Fut-il cadet-gentilhomme dans la compagnie de l'île
de Ré, pour les régiments des colonies? On ne sait rien
sur sa carrière militaire éventuelle. Le Service histo-
rique de l'Armée de terre à Vincennes ne conserve de ce
régiment qu'un registre de troupes de 1775 à 1779. Or sa
demande d'une place de cadet-gentilhomme date du 28
juillet 1781, d'après un mémoire, établi à St Domingue, au
Cap et signé par les deux GRAMMONT et les trois CALBIAC du
régiment d'Enghien et le CALBIAC du régiment de Touraine
("cousins et frères"). Un autre mémoire, établi aussi au
Cap, le 1° août 1781, et signé par les mêmes, établit le
désir de la famille que Louis soit ensuite pourvu d'un
emploi dans le régiment du Cap Français. M. de SABRAN,
colonel du dit régiment du Cap Français, devait remettre
ce mémoire au Ministre.
Louis est présent au baptême de Pierre Louis Joseph
Marie de CALBIAC, fils de Géraud, le 1° août 1784, à
Montaut-le-Vieux (Lot-et-Garonne).
Il écrit à sa mère, de la Montagne de Port-au-Prince,
le 4 décembre 1792. Ce document est produit par celle-ci
au directoire du district de Monflanquin (Lot-et-Garonne),
qui l'écartera, considérant Louis comme émigré.
En 1793 il sera blessé à St Domingue (?) et considéré
comme mort par sa famille (supplique du 3 avril 1806 de
son père Pierre au Prince de CONDé, à Londres).
Au Port-de-Paix, entre septembre 1801 et juin 1802,
il s'occupe, avec un dénommé LATOUR-MARLIAC, des affaires
de Jean-Baptiste de MARGNET (archives des Colonies).
En juin 1802, LATOUR MARLIAC part pour la France et
doit donner des nouvelles et une lettre de Louis à son
beau-frère PASQUET. Ce document indique qu'il sait son
frère Guillaume aux Etats-Unis, marié et père de famille.
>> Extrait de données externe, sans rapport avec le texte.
//! # Byte-Layout and Round-Trip Scenarios
//!
//! Source of truth for the on-disk format: exact byte images for small
//! tables, the lock and width invariants, memo heap behaviour, and full
//! write-then-read round-trips. Expected byte values come from the xBase
//! format itself; if a test fails, fix the codec, not the expectation.

use xbase::dbt::{blocks_merged, blocks_unmerged, read_memo, BLOCK_SIZE};
use xbase::table::convert;
use xbase::{ColumnType, Reader, ReadError, RowAddError, Table, Writer};

fn column(table: &mut Table, name: &str, ty: ColumnType, width: usize) {
    table.add_column(name, ty, width).unwrap();
}

mod byte_layout {
    use super::*;

    #[test]
    fn minimal_single_column_write() {
        let mut table = Table::new();
        column(&mut table, "u", ColumnType::Character, 2);
        table.lock();
        table.add_row(vec!["gg".into()]).unwrap();

        let dbf = Writer::new().write(&table).unwrap().dbf;

        // 32 header + 32 descriptor + 1 terminator + 3 record + 1 EOF.
        assert_eq!(dbf.len(), 69);
        assert_eq!(dbf[0], 0x03);
        assert_eq!(&dbf[4..8], &[1, 0, 0, 0]);
        assert_eq!(&dbf[8..10], &[0x41, 0x00]);
        assert_eq!(&dbf[10..12], &[0x03, 0x00]);
        assert_eq!(dbf[64], 0x0D);
        assert_eq!(&dbf[65..68], &[0x20, b'g', b'g']);
        assert_eq!(dbf[68], 0x1A);
    }

    #[test]
    fn deleted_records_follow_live_records() {
        let mut table = Table::new();
        column(&mut table, "u", ColumnType::Character, 2);
        table.lock();
        table.add_row(vec!["aa".into()]).unwrap();
        table.add_row_deleted(vec!["xx".into()]).unwrap();

        let dbf = Writer::new().write(&table).unwrap().dbf;
        assert_eq!(
            &dbf[65..],
            &[0x20, b'a', b'a', 0x2A, b'x', b'x', 0x1A]
        );
    }

    #[test]
    fn numeric_fields_are_right_justified() {
        let mut table = Table::new();
        column(&mut table, "num", ColumnType::Numeric, 1);
        column(&mut table, "score", ColumnType::Float, 4);
        table.lock();
        table.add_row(vec!["1".into(), "2.50".into()]).unwrap();

        let dbf = Writer::new().write(&table).unwrap().dbf;
        let record_start = 32 + 2 * 32 + 1;
        assert_eq!(
            &dbf[record_start..record_start + 6],
            &[0x20, b'1', b'2', b'.', b'5', b'0']
        );

        // A narrower value picks up left space padding.
        let mut table = Table::new();
        column(&mut table, "n", ColumnType::Numeric, 4);
        table.lock();
        table.add_row(vec!["37".into()]).unwrap();
        let dbf = Writer::new().write(&table).unwrap().dbf;
        let record_start = 32 + 32 + 1;
        assert_eq!(
            &dbf[record_start..record_start + 5],
            &[0x20, b' ', b' ', b'3', b'7']
        );
    }

    #[test]
    fn header_version_flags_memo_presence() {
        let mut table = Table::new();
        column(&mut table, "note", ColumnType::Memo, 10);
        table.lock();

        let image = Writer::new().write(&table).unwrap();
        assert_eq!(image.dbf[0], 0x83);

        let mut table = Table::new();
        column(&mut table, "name", ColumnType::Character, 10);
        table.lock();
        let image = Writer::new().write(&table).unwrap();
        assert_eq!(image.dbf[0], 0x03);
    }

    #[test]
    fn record_area_is_record_aligned() {
        let mut table = Table::new();
        column(&mut table, "id", ColumnType::Long, 4);
        column(&mut table, "name", ColumnType::Character, 7);
        table.lock();
        for i in 0..5 {
            table.add_row(vec![i.to_string(), format!("row{i}")]).unwrap();
        }

        let dbf = Writer::new().write(&table).unwrap().dbf;
        let record_start = 32 + 2 * 32 + 1;
        let record_len = 1 + 4 + 7;
        assert_eq!(*dbf.last().unwrap(), 0x1A);
        assert_eq!((dbf.len() - 1 - record_start) % record_len, 0);
    }
}

mod memo_heap {
    use super::*;

    #[test]
    fn spanning_payload_occupies_two_blocks() {
        let payload = "A".repeat(800);
        let mut table = Table::new();
        column(&mut table, "body", ColumnType::Memo, 10);
        table.lock();
        table.add_row(vec![payload.clone()]).unwrap();

        let image = Writer::new().write(&table).unwrap();
        let dbt = image.dbt.unwrap();

        assert_eq!(dbt.len(), 512 + 1024);
        assert_eq!(&dbt[..4], &[3, 0, 0, 0]);
        assert!(dbt[512..1312].iter().all(|&b| b == b'A'));
        assert_eq!(&dbt[1534..], &[0x1A, 0x1A]);

        // The record's memo field carries the 1-based block index.
        let record_start = 32 + 32 + 1;
        assert_eq!(
            &image.dbf[record_start + 1..record_start + 11],
            b"0000000001"
        );
    }

    #[test]
    fn memo_content_resolves_through_the_index() {
        let mut table = Table::new();
        column(&mut table, "id", ColumnType::Numeric, 2);
        column(&mut table, "body", ColumnType::Memo, 10);
        table.lock();
        table
            .add_row(vec!["1".into(), "first note".into()])
            .unwrap();

        let image = Writer::new().write(&table).unwrap();
        let dbt = image.dbt.unwrap();

        let decoded = Reader::new().read(&image.dbf).unwrap();
        let index: u32 = decoded.rows()[0][1].parse().unwrap();
        assert_eq!(index, 1);

        let content = read_memo(&dbt, index).unwrap();
        assert_eq!(content.trim_end_matches('\0'), "first note");
    }

    #[test]
    fn successive_payloads_get_successive_spans() {
        let mut table = Table::new();
        column(&mut table, "body", ColumnType::Memo, 10);
        table.lock();
        table.add_row(vec!["B".repeat(700)]).unwrap();
        table.add_row(vec!["short".into()]).unwrap();

        let image = Writer::new().write(&table).unwrap();
        let decoded = Reader::new().read(&image.dbf).unwrap();
        assert_eq!(decoded.rows()[0][0], "0000000001");
        assert_eq!(decoded.rows()[1][0], "0000000003");

        let dbt = image.dbt.unwrap();
        assert_eq!(dbt.len() % BLOCK_SIZE, 0);
        assert_eq!(&dbt[..4], &[4, 0, 0, 0]);
    }

    #[test]
    fn merged_and_unmerged_enumeration() {
        let mut table = Table::new();
        column(&mut table, "body", ColumnType::Memo, 10);
        table.lock();
        table.add_row(vec!["hello".into()]).unwrap();

        let dbt = Writer::new().write(&table).unwrap().dbt.unwrap();

        let merged = blocks_merged(&dbt).unwrap();
        assert_eq!(merged[&0], "2");
        assert_eq!(merged[&1].trim_end_matches('\0'), "hello");

        let unmerged = blocks_unmerged(&dbt).unwrap();
        assert_eq!(unmerged[0], "2");
        assert!(unmerged[1].starts_with("hello"));
        assert_eq!(unmerged[1].len(), 511);
    }
}

mod round_trip {
    use super::*;

    #[test]
    fn all_field_types_survive_write_then_read() {
        let mut table = Table::new();
        column(&mut table, "name", ColumnType::Character, 8);
        column(&mut table, "born", ColumnType::Date, 8);
        column(&mut table, "score", ColumnType::Float, 5);
        column(&mut table, "count", ColumnType::Numeric, 3);
        column(&mut table, "ok", ColumnType::Logical, 1);
        column(&mut table, "id", ColumnType::Long, 4);
        column(&mut table, "serial", ColumnType::Autoincrement, 4);
        column(&mut table, "ratio", ColumnType::Double, 8);
        column(&mut table, "seen", ColumnType::Timestamp, 8);
        table.lock();

        let row = vec![
            "karin".to_string(),
            "20241219".to_string(),
            "12.25".to_string(),
            "107".to_string(),
            "T".to_string(),
            "90210".to_string(),
            "7".to_string(),
            "2.5".to_string(),
            "2460664 26706000".to_string(),
        ];
        table.add_row(row.clone()).unwrap();
        table.add_row_deleted(row.clone()).unwrap();

        let image = Writer::new().write(&table).unwrap();
        let decoded = Reader::new().read(&image.dbf).unwrap();

        let expect_columns: Vec<_> = table
            .columns()
            .iter()
            .map(|c| (c.name().to_string(), c.column_type(), c.width()))
            .collect();
        let got_columns: Vec<_> = decoded
            .columns()
            .iter()
            .map(|c| (c.name().to_string(), c.column_type(), c.width()))
            .collect();
        assert_eq!(got_columns, expect_columns);

        assert_eq!(decoded.record_count(), 2);
        let trim = |values: &[String]| -> Vec<String> {
            values
                .iter()
                .map(|v| v.trim_end_matches('\0').to_string())
                .collect()
        };
        assert_eq!(trim(&decoded.rows()[0]), row);
        assert_eq!(trim(&decoded.deleted_rows()[0]), row);
    }

    #[test]
    fn timestamp_field_bytes_and_inverse() {
        let datetime = convert::timestamp_to_date("2460664 26706000").unwrap();
        assert_eq!(
            datetime,
            chrono::NaiveDate::from_ymd_opt(2024, 12, 19)
                .unwrap()
                .and_hms_opt(7, 25, 6)
                .unwrap()
        );
        let encoded = convert::date_to_timestamp(datetime);
        assert_eq!(encoded, "2460664 26706000");

        let mut table = Table::new();
        column(&mut table, "seen", ColumnType::Timestamp, 8);
        table.lock();
        table.add_row(vec![encoded]).unwrap();

        let dbf = Writer::new().write(&table).unwrap().dbf;
        let record_start = 32 + 32 + 1;
        assert_eq!(
            &dbf[record_start + 1..record_start + 9],
            &[
                2460664u32.to_le_bytes(),
                26706000u32.to_le_bytes()
            ]
            .concat()[..]
        );

        let decoded = Reader::new().read(&dbf).unwrap();
        assert_eq!(decoded.rows()[0][0], "2460664 26706000");
    }

    #[test]
    fn negative_long_reads_back_unsigned() {
        let mut table = Table::new();
        column(&mut table, "id", ColumnType::Long, 4);
        table.lock();
        table.add_row(vec!["-1".into()]).unwrap();

        let image = Writer::new().write(&table).unwrap();
        let decoded = Reader::new().read(&image.dbf).unwrap();
        // Written as signed, surfaced as unsigned.
        assert_eq!(decoded.rows()[0][0], u32::MAX.to_string());
    }

    #[test]
    fn tampered_record_length_is_rejected() {
        let mut table = Table::new();
        column(&mut table, "name", ColumnType::Character, 6);
        column(&mut table, "num", ColumnType::Numeric, 3);
        table.lock();
        table.add_row(vec!["abc".into(), "1".into()]).unwrap();

        let mut dbf = Writer::new().write(&table).unwrap().dbf;
        // Drop the marker byte from the declared record length.
        dbf[10..12].copy_from_slice(&9u16.to_le_bytes());

        let err = Reader::new().read(&dbf).unwrap_err();
        assert_eq!(
            err,
            ReadError::RecordLengthMismatch {
                described: 10,
                declared: 9
            }
        );
        assert!(err.to_string().contains("record length mismatch"));
    }
}

mod invariants {
    use super::*;

    #[test]
    fn lock_gates_columns_and_rows() {
        let mut table = Table::new();
        column(&mut table, "a", ColumnType::Character, 1);
        assert!(matches!(
            table.add_row(vec!["x".into()]),
            Err(RowAddError::ColumnsNotLocked)
        ));
        table.lock();
        assert!(table.add_column("b", ColumnType::Character, 1).is_err());
        assert!(table.add_row(vec!["x".into()]).is_ok());
    }

    #[test]
    fn fixed_width_types_are_normalised() {
        let mut table = Table::new();
        column(&mut table, "d", ColumnType::Date, 99);
        column(&mut table, "l", ColumnType::Logical, 99);
        column(&mut table, "m", ColumnType::Memo, 99);
        column(&mut table, "i", ColumnType::Long, 99);
        column(&mut table, "o", ColumnType::Double, 99);
        column(&mut table, "t", ColumnType::Timestamp, 99);

        let widths: Vec<u8> = table.columns().iter().map(|c| c.width()).collect();
        assert_eq!(widths, vec![8, 1, 10, 4, 8, 8]);
    }
}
Il serait ensuite passé dans la partie espagnole de
St Domingue (?), puis mort en Espagne le 4 mars 1821, à
Brancho Alquizan (?) après avoir reconnu un fils naturel,
Vicente de CALBIAC.
Sources : archives familiales Calbiac (Gustave), Calbiac
(Guy), Delpit; archives des colonies E59; archives Condé :
lettre 121, vol. 2 CXVII.
***
Voici la transcription d'une lettre de Louis de CALBIAC,
adressée à "Monsieur PASQUET" (archives Delpit) :
Port de Paix le 7 fructidor an 9 (1)
St Domingue
CALBIAC à Monsieur PASQUET (2)
Les années s'écoulent, mon cher PASQUET, les rides du
dernier âge s'approchent et vont bientôt s'accumuler sur
mon front sans que je puisse reprendre encore le chemin de
ma chère patrie. En vain j'ai lutté avec effort contre ma
malheureuse étoile, en vain pendant douze ans j'ai bravé
sa cruelle influence, je n'ai pu jusqu'à ce jour surmonter
les obstacles qu'elle a toujours semés sur ma route et je
me trouve, malgré ma roideur et mon opiniâtre résistance,
aussi gros-jean comme devant. Plusieurs fois j'avais eu le
bonheur d'arrondir une somme assez jolie qui me laissait
envisager un retour prochain et le plus désiré au sein de
ma famille; mais le diable s'en est mêlé et j'ai perdu en
un instant le fruit de tous mes longs et pénibles travaux.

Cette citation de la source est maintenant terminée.